Edition: Crum, W.E., and Steindorff, G., Koptische Rechtsurkunden des achten Jahrhunderts aus Djeme (Theben) (Leipzig, 1971), 253–320 (P. KRU 78–103). German Translations: Till, W.C., Die Koptischen Rechtsurkunden aus Theben (Vienna: H. Böhlaus, 1964), 149–186. Further reading: Biedenkopf-Ziehner, A., Koptische Schenkungsurkunden aus Thebais: Formeln und Topoi der Urkunden, Aussagen der Urkunden, Indices (Wiesbaden: Harrassowitz, 2001). Godlewski, W., Deir el-Bahari V: Le monastère de St. Phoibammon (Warsaw: PWN, 1986). Papaconstantinou, A., "Notes sur les actes de donation d’enfants au monastère thébain de Saint-Phoibammon," The Journal of Juristic Papyrology 32 (2002), 83–105. Papaconstantinou, A., "Theia oikonomia. Les actes thébains de donation d’enfants ou la gestion monastique de la pénurie," in: Mélanges Gilbert Dagron (Paris: Association des amis du Centre d'histore et civilisation de Byzance, 2002), 511–526. Richter, T.S., "What’s in a story?

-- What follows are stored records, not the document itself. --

use assert_cmd::Command;
use predicates::str::contains;
use tempfile::TempDir;

fn cli(home: &TempDir) -> Command {
    let mut cmd = Command::cargo_bin("expense_tracker").unwrap();
    cmd.env("EXPENSES_HOME", home.path())
        .env("EXPENSES_RDBM", "sqlite")
        .env("EXPENSES_FILENAME", home.path().join("expenses.db"))
        .env_remove("EXPENSES_SCHEMA")
        .env_remove("SCHEMA")
        .env_remove("EXPENSES_TABLE")
        .env_remove("TABLE")
        .env_remove("RUST_LOG");
    cmd
}

#[test]
fn add_then_report_round_trip() {
    let home = TempDir::new().unwrap();

    cli(&home)
        .arg("create-database")
        .assert()
        .success()
        .stdout(contains("created expenses_list"));

    cli(&home)
        .args(["add", "pizza", "12.5", "food", "jan 5th 2023"])
        .assert()
        .success()
        .stdout(contains("Expense added."));

    cli(&home)
        .args(["report"])
        .assert()
        .success()
        .stdout(contains("pizza"))
        .stdout(contains("12.50"))
        .stdout(contains("2023-01-05"))
        .stdout(contains("Total: 12.50"));
}

#[test]
fn add_requires_provisioned_tables() {
    let home = TempDir::new().unwrap();
    cli(&home)
        .args(["add", "coffee", "3", "food", "2023-02-01"])
        .assert()
        .failure()
        .stderr(contains("no such table"));

    cli(&home).arg("create_database").assert().success();
    cli(&home)
        .args(["add", "coffee", "3", "food", "2023-02-01"])
        .assert()
        .success();
}

#[test]
fn normalized_layout_reports_new_category() {
    let home = TempDir::new().unwrap();
    cli(&home)
        .env("EXPENSES_SCHEMA", "normalized")
        .arg("create-database")
        .assert()
        .success();

    cli(&home)
        .env("EXPENSES_SCHEMA", "normalized")
        .args(["add", "train", "40", "travel", "2023-03-01"])
        .assert()
        .success()
        .stdout(contains("Category 'travel' created."));

    cli(&home)
        .env("EXPENSES_SCHEMA", "normalized")
        .args(["report", "2023-01-01", "2023-12-31", "travel"])
        .assert()
        .success()
        .stdout(contains("train"));
}

#[test]
fn empty_report_is_announced() {
    let home = TempDir::new().unwrap();
    cli(&home).arg("create-database").assert().success();
    cli(&home)
        .arg("report")
        .assert()
        .success()
        .stdout(contains("No expenses found."));
}

#[test]
fn invalid_input_exits_non_zero() {
    let home = TempDir::new().unwrap();
    cli(&home).arg("create-database").assert().success();

    cli(&home)
        .args(["add", "pizza", "-4", "food", "2023-01-01"])
        .assert()
        .failure()
        .stderr(contains("The amount has to be > 0!"));

    cli(&home)
        .args(["add", "pizza", "4", "food", "someday"])
        .assert()
        .failure()
        .stderr(contains("Wrong date format"));
}

#[test]
fn unknown_dialect_is_rejected() {
    let home = TempDir::new().unwrap();
    cli(&home)
        .env("EXPENSES_RDBM", "oracle")
        .arg("report")
        .assert()
        .failure()
        .stderr(contains("oracle"));
}

#[test]
fn version_shows_build_metadata() {
    let home = TempDir::new().unwrap();
    cli(&home)
        .arg("--version")
        .assert()
        .success()
        .stdout(contains(env!("CARGO_PKG_VERSION")));
}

Cultural narratology and Coptic child donation documents," The Journal of Juristic Papyrology 35 (2005), 237–264. Schaten, S., "Koptische Kinderschenkungsurkunden," Bulletin de la Société d’archéologie copte 35 (1996), 129–142. Schenke, G., "The Healing Shrines of St Phoibammon. Evidence of Cult Activity in Coptic Legal Documents," Zeitschrift für Antikes Christentum (ZAC) 2016, 20(3), 496–523. Schroeder, C., "Children and Egyptian Monasteries," in: C. B. Horn and R. R. Phenix (eds.), Children in Late Ancient Christianity (Tübingen: Mohr Siebeck, 2009), 317–338. Thissen, H.–J., "Koptische Kinderschenkungsurkunden. Zur Hierodulie im christlichen Ägypten," Enchoria 14 (1986), 117–128. Wipszycka, E., "Resources and Economic Activities of the Egyptian Monastic Communities (4th–8th century)," The Journal of Juristic Papyrology 41 (2011), 159–263, esp. 221–227. For a full range of the documentary evidence on Phoibammon: Papaconstantinou, A., Le culte des saints en Égypte des Byzantins aux Abbassides (Paris: CNRS, 2001), 204–214.